Whether fresh, frozen, canned, or dried, fruits and vegetables are associated with a lower risk of cardiovascular disease. If you don’t like vegetables, push yourself to try one new vegetable a week until you find something you find tasty. Keep fruit visible, perhaps in a bowl on the counter, so it’s ready to grab and enjoy. Check labels to make sure there’s no salt or sugar added, particularly those that come in a can.
Choose foods made mostly with whole grains rather than refined grains.
Try whole grain pasta and whole grain bread. You may not even taste the difference, but you will be improving your heart health.
Choose healthy sources of protein.
Lean proteins, such as chicken and fish, are a great choice. Remember not to fry them because that will minimize the health benefits. Legumes and nuts are also good sources of protein. Two to three servings of fish per week can lower your risk of heart disease and stroke. Aim for low-fat or fat-free dairy products instead of full-fat dairy products. Try skim or 1 percent milk rather than whole milk, for example. Look for low-fat cheese and yogurt. Try to limit processed forms of meat, such as sausage and deli meat.
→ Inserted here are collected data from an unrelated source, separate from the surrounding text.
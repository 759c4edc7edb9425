//! Geographic primitives: validated coordinates and great-circle distances.
//!
//! All distances in this crate are statute miles measured on a spherical
//! Earth. That is accurate to well under one percent for the continental
//! routes the planner deals with, which is tighter than the variation between
//! a road polyline and the odometer anyway.

use serde::{Deserialize, Serialize};

use crate::error::{Error, Result};

/// Mean Earth radius in statute miles.
pub const EARTH_RADIUS_MILES: f64 = 3958.8;

/// Miles per degree of latitude (and of longitude at the equator).
pub const MILES_PER_DEGREE: f64 = EARTH_RADIUS_MILES * std::f64::consts::PI / 180.0;

/// A latitude/longitude pair in decimal degrees.
#[derive(Debug, Clone, Copy, PartialEq, Serialize, Deserialize)]
pub struct Coordinate {
    pub lat: f64,
    pub lon: f64,
}

impl Coordinate {
    /// Create a coordinate, rejecting non-finite or out-of-range values.
    pub fn new(lat: f64, lon: f64) -> Result<Self> {
        let coordinate = Self { lat, lon };
        coordinate.validate()?;
        Ok(coordinate)
    }

    /// Check that latitude is within [-90, 90] and longitude within [-180, 180].
    pub fn validate(&self) -> Result<()> {
        if !self.lat.is_finite() || !(-90.0..=90.0).contains(&self.lat) {
            return Err(Error::invalid(format!(
                "latitude must be within [-90, 90], got {}",
                self.lat
            )));
        }
        if !self.lon.is_finite() || !(-180.0..=180.0).contains(&self.lon) {
            return Err(Error::invalid(format!(
                "longitude must be within [-180, 180], got {}",
                self.lon
            )));
        }
        Ok(())
    }

    /// Great-circle distance to another coordinate in miles (haversine).
    pub fn distance_to(&self, other: &Coordinate) -> f64 {
        let lat1 = self.lat.to_radians();
        let lat2 = other.lat.to_radians();
        let dlat = lat2 - lat1;
        let dlon = (other.lon - self.lon).to_radians();

        let a = (dlat / 2.0).sin().powi(2) + lat1.cos() * lat2.cos() * (dlon / 2.0).sin().powi(2);
        2.0 * EARTH_RADIUS_MILES * a.sqrt().min(1.0).asin()
    }

    /// Position on the unit sphere, used as the KD-tree key.
    pub fn unit_vector(&self) -> [f64; 3] {
        let lat = self.lat.to_radians();
        let lon = self.lon.to_radians();
        [lat.cos() * lon.cos(), lat.cos() * lon.sin(), lat.sin()]
    }

    /// `[lat, lon]` pair as used in API responses.
    pub fn as_pair(&self) -> [f64; 2] {
        [self.lat, self.lon]
    }
}

/// Straight-line distance through the unit sphere for a surface arc of `miles`.
///
/// Chord length never exceeds the arc, so a chord radius derived from an arc
/// radius is a safe bound for spatial pruning.
pub fn chord_for_arc(miles: f64) -> f64 {
    let angle = (miles / EARTH_RADIUS_MILES).min(std::f64::consts::PI);
    2.0 * (angle / 2.0).sin()
}

/// Equirectangular projection anchored at a reference coordinate.
///
/// Maps nearby coordinates to planar miles (x east, y north). Used for the
/// point-to-segment test where segments are at most a few dozen miles long.
#[derive(Debug, Clone, Copy)]
pub struct LocalProjection {
    origin: Coordinate,
    lon_scale: f64,
}

impl LocalProjection {
    /// Anchor the projection at `origin`, scaling longitude at `reference_lat`.
    pub fn new(origin: Coordinate, reference_lat: f64) -> Self {
        Self {
            origin,
            lon_scale: reference_lat.to_radians().cos() * MILES_PER_DEGREE,
        }
    }

    /// Project a coordinate into planar miles relative to the origin.
    pub fn project(&self, point: &Coordinate) -> (f64, f64) {
        let x = (point.lon - self.origin.lon) * self.lon_scale;
        let y = (point.lat - self.origin.lat) * MILES_PER_DEGREE;
        (x, y)
    }
}

#[cfg(test)]
mod tests {
    use super::*;

    #[test]
    fn rejects_out_of_range_coordinates() {
        assert!(Coordinate::new(91.0, 0.0).is_err());
        assert!(Coordinate::new(0.0, -180.5).is_err());
        assert!(Coordinate::new(f64::NAN, 0.0).is_err());
        assert!(Coordinate::new(-90.0, 180.0).is_ok());
    }

    #[test]
    fn one_degree_of_latitude_is_about_69_miles() {
        let a = Coordinate::new(35.0, -97.0).unwrap();
        let b = Coordinate::new(36.0, -97.0).unwrap();
        assert!((a.distance_to(&b) - MILES_PER_DEGREE).abs() < 1e-6);
    }

    #[test]
    fn houston_to_dallas_is_roughly_225_miles() {
        let houston = Coordinate::new(29.7604, -95.3698).unwrap();
        let dallas = Coordinate::new(32.7767, -96.7970).unwrap();
        let miles = houston.distance_to(&dallas);
        assert!((220.0..230.0).contains(&miles), "got {miles}");
    }

    #[test]
    fn chord_is_never_longer_than_arc() {
        for miles in [0.0, 1.0, 50.0, 500.0, 5000.0] {
            let chord_miles = chord_for_arc(miles) * EARTH_RADIUS_MILES;
            assert!(chord_miles <= miles + 1e-9);
        }
    }

    #[test]
    fn projection_preserves_short_distances() {
        let origin = Coordinate::new(40.0, -100.0).unwrap();
        let point = Coordinate::new(40.05, -99.95).unwrap();
        let projection = LocalProjection::new(origin, 40.0);
        let (x, y) = projection.project(&point);
        let planar = (x * x + y * y).sqrt();
        assert!((planar - origin.distance_to(&point)).abs() < 0.01);
    }
}
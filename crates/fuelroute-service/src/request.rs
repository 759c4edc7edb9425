//! Request types and validation for HTTP endpoints.

use serde::{Deserialize, Serialize};

use fuelroute_lib::VehicleConfig;

use crate::ProblemDetails;

/// Longest accepted location string.
const MAX_LOCATION_LEN: usize = 200;

/// Upper bound on per-request range overrides, in miles.
const MAX_RANGE_LIMIT: f64 = 5000.0;

/// Upper bound on per-request fuel economy overrides.
const MAX_MPG_LIMIT: f64 = 200.0;

/// Validation trait for request types.
///
/// Implementations should validate all fields and return a `ProblemDetails`
/// error for invalid input.
pub trait Validate {
    /// Validate the request, returning an error if invalid.
    ///
    /// The `request_id` is used to populate the `instance` field of any
    /// returned `ProblemDetails`.
    ///
    /// Returns a boxed `ProblemDetails` to avoid large `Result::Err` variants.
    fn validate(&self, request_id: &str) -> Result<(), Box<ProblemDetails>>;
}

/// Request for the cheapest fuel plan between two free-text locations.
#[derive(Debug, Clone, Serialize, Deserialize)]
pub struct OptimizeRouteRequest {
    /// Starting location, e.g. "Houston, TX".
    #[serde(alias = "from")]
    pub start: String,

    /// Destination location.
    #[serde(alias = "to")]
    pub end: String,

    /// Override for the vehicle range in miles.
    #[serde(default, skip_serializing_if = "Option::is_none")]
    pub max_range: Option<f64>,

    /// Override for the vehicle fuel economy.
    #[serde(default, skip_serializing_if = "Option::is_none")]
    pub miles_per_gallon: Option<f64>,
}

impl OptimizeRouteRequest {
    /// Service defaults with this request's overrides applied.
    pub fn vehicle(&self, defaults: &VehicleConfig) -> VehicleConfig {
        defaults.with_overrides(self.max_range, self.miles_per_gallon)
    }
}

fn check_location(field: &str, value: &str, request_id: &str) -> Result<(), Box<ProblemDetails>> {
    if value.trim().is_empty() {
        return Err(Box::new(ProblemDetails::bad_request(
            format!("The '{field}' field is required and cannot be empty"),
            request_id,
        )));
    }
    if value.len() > MAX_LOCATION_LEN {
        return Err(Box::new(ProblemDetails::bad_request(
            format!("The '{field}' field must not exceed {MAX_LOCATION_LEN} characters"),
            request_id,
        )));
    }
    Ok(())
}

fn check_positive(
    field: &str,
    value: Option<f64>,
    limit: f64,
    request_id: &str,
) -> Result<(), Box<ProblemDetails>> {
    if let Some(value) = value {
        if !value.is_finite() || value <= 0.0 {
            return Err(Box::new(ProblemDetails::bad_request(
                format!("The '{field}' field must be a positive number"),
                request_id,
            )));
        }
        if value > limit {
            return Err(Box::new(ProblemDetails::bad_request(
                format!("The '{field}' field must not exceed {limit}"),
                request_id,
            )));
        }
    }
    Ok(())
}

impl Validate for OptimizeRouteRequest {
    fn validate(&self, request_id: &str) -> Result<(), Box<ProblemDetails>> {
        check_location("start", &self.start, request_id)?;
        check_location("end", &self.end, request_id)?;
        check_positive("max_range", self.max_range, MAX_RANGE_LIMIT, request_id)?;
        check_positive(
            "miles_per_gallon",
            self.miles_per_gallon,
            MAX_MPG_LIMIT,
            request_id,
        )?;
        Ok(())
    }
}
Remember, some fat is vital to our health and brain function. The omega 3-fatty acids found in foods such as salmon, avocados, and walnuts help minimize inflammation in the body and support overall health.
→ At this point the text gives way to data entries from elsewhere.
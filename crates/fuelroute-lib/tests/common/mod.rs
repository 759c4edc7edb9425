//! Common test utilities and fixture helpers.

use std::path::PathBuf;

use fuelroute_lib::{Candidate, Coordinate, Station, StationId};

/// Path to fixtures directory used by tests.
#[allow(dead_code)]
pub fn fixtures_dir() -> PathBuf {
    PathBuf::from(env!("CARGO_MANIFEST_DIR")).join("../../docs/fixtures")
}

/// Path to the station CSV fixture.
#[allow(dead_code)]
pub fn stations_csv() -> PathBuf {
    fixtures_dir().join("stations.csv")
}

/// A station with a placeholder address.
pub fn station(id: StationId, lat: f64, lon: f64, price: f64) -> Station {
    Station {
        id,
        name: format!("Station {id}"),
        address: format!("Exit {id}"),
        city: "Testville".to_string(),
        state: "KS".to_string(),
        rack_id: None,
        price,
        location: Coordinate { lat, lon },
    }
}

/// Stations whose position along the route is given directly.
///
/// Ids follow input order so tests can refer to stations by index.
#[allow(dead_code)]
pub fn line_stations(stops: &[(f64, f64)]) -> Vec<(Station, f64)> {
    stops
        .iter()
        .enumerate()
        .map(|(index, &(position, price))| {
            (station(index as StationId, 38.0, -97.0, price), position)
        })
        .collect()
}

/// Borrow [`line_stations`] output as planner candidates.
#[allow(dead_code)]
pub fn candidates(stations: &[(Station, f64)]) -> Vec<Candidate<'_>> {
    stations
        .iter()
        .map(|(station, position)| Candidate {
            station,
            distance_along_route: *position,
        })
        .collect()
}

/// Small deterministic generator for synthetic instances.
#[allow(dead_code)]
pub struct Lcg(u64);

#[allow(dead_code)]
impl Lcg {
    pub fn new(seed: u64) -> Self {
        Self(seed)
    }

    pub fn next_u32(&mut self) -> u32 {
        self.0 = self
            .0
            .wrapping_mul(6_364_136_223_846_793_005)
            .wrapping_add(1_442_695_040_888_963_407);
        (self.0 >> 33) as u32
    }

    /// Uniform integer in `low..=high`.
    pub fn range(&mut self, low: u32, high: u32) -> u32 {
        low + self.next_u32() % (high - low + 1)
    }
}
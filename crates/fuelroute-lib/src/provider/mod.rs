//! Geocoding and directions collaborators.
//!
//! The planner never talks to the network; callers resolve locations and
//! routes through these traits first. [`MapQuestClient`] is the production
//! implementation and [`CachingProvider`] wraps any provider with a TTL cache.

mod cache;
mod mapquest;

pub use cache::{CachingProvider, TtlCache, DEFAULT_CACHE_TTL};
pub use mapquest::{
    parse_geocode_response, parse_route_response, MapQuestClient, MapQuestConfig,
    DEFAULT_MAPQUEST_URL, REQUEST_TIMEOUT,
};

use std::sync::Arc;

use crate::error::Result;
use crate::geo::Coordinate;
use crate::routing::Route;

/// Resolves free-text locations to coordinates.
pub trait Geocoder: Send + Sync {
    /// Fails with [`crate::Error::GeocodeFailure`] when nothing matches.
    fn geocode(&self, location: &str) -> Result<Coordinate>;
}

/// Computes a driving route between two coordinates.
pub trait DirectionsProvider: Send + Sync {
    /// Fails with [`crate::Error::RoutingFailure`] when no route exists.
    fn route(&self, origin: Coordinate, destination: Coordinate) -> Result<Route>;
}

impl<T: Geocoder + ?Sized> Geocoder for Arc<T> {
    fn geocode(&self, location: &str) -> Result<Coordinate> {
        (**self).geocode(location)
    }
}

impl<T: DirectionsProvider + ?Sized> DirectionsProvider for Arc<T> {
    fn route(&self, origin: Coordinate, destination: Coordinate) -> Result<Route> {
        (**self).route(origin, destination)
    }
}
Choose minimally processed foods.
Ultra-processed foods are associated with obesity, type 2 diabetes, and heart disease.
Use liquid plant oils rather than tropical oils, animal fats, and partially hydrogenated fats.
Soybean oil, olive oil, canola oil, and sunflower oil are examples of oils to include in your cooking. Coconut oil, palm oil, butter, and lard should be limited.
Minimize drinking beverages with added sugars.
Avoid soda and choose water instead. Keep water near you to help you stay hydrated and feel full throughout the day.
If you don’t drink alcohol, don’t start, and if you do drink alcohol, do so in moderation.
I recommend no more than one alcoholic beverage per day for women, and no more than two per day for men. Remember, alcohol contains sugar too.
Take a holistic, gradual approach.
The American Heart Association recommends sticking to these recommendations regardless of where food is prepared. So keep these tips in mind whether eating at home or dining out.
I recommend starting by making small changes to your diet, and incorporating this advice bit by bit. Before making any significant changes, talk to your primary care physician for guidance.
It’s never too early–or too late–to start making changes in your diet. I recommend parents be good role models for their children so that kids adopt healthy eating habits early in life. Childhood obesity continues to be a problem in our country, so helping children develop healthy eating habits is vital for their long-term health. That means candy, salty snacks, and sugary juices on occasion. Involve children in grocery shopping and cooking.
Remember that improving your diet is only one way to improve your overall health. Being physically active plays a key role, as does getting adequate sleep. Most adults need at least seven hours of sleep a night. Good sleep hygiene–going to bed and waking up the same time every day; avoiding screens an hour before bed; keeping the room cool–can help improve duration and quality of sleep.
The bottom line?
It’s okay to enjoy food but keep a balance. About half of your plate should be fruits and vegetables, about a quarter should be grains, and a quarter should be protein.
So many chronic diseases are related to what we eat. If we improve our diets–and commit to getting adequate exercise and sleep–we can improve our overall health. It’s worth the work!
Liliana Gomez-Medley, MD, is a board-certified family medicine and obesity medicine physician with the Mid-Atlantic Permanente Medical Group. She sees patients at the Kaiser Permanente Falls Church Medical Center, where she also manages the lifestyle medicine clinic.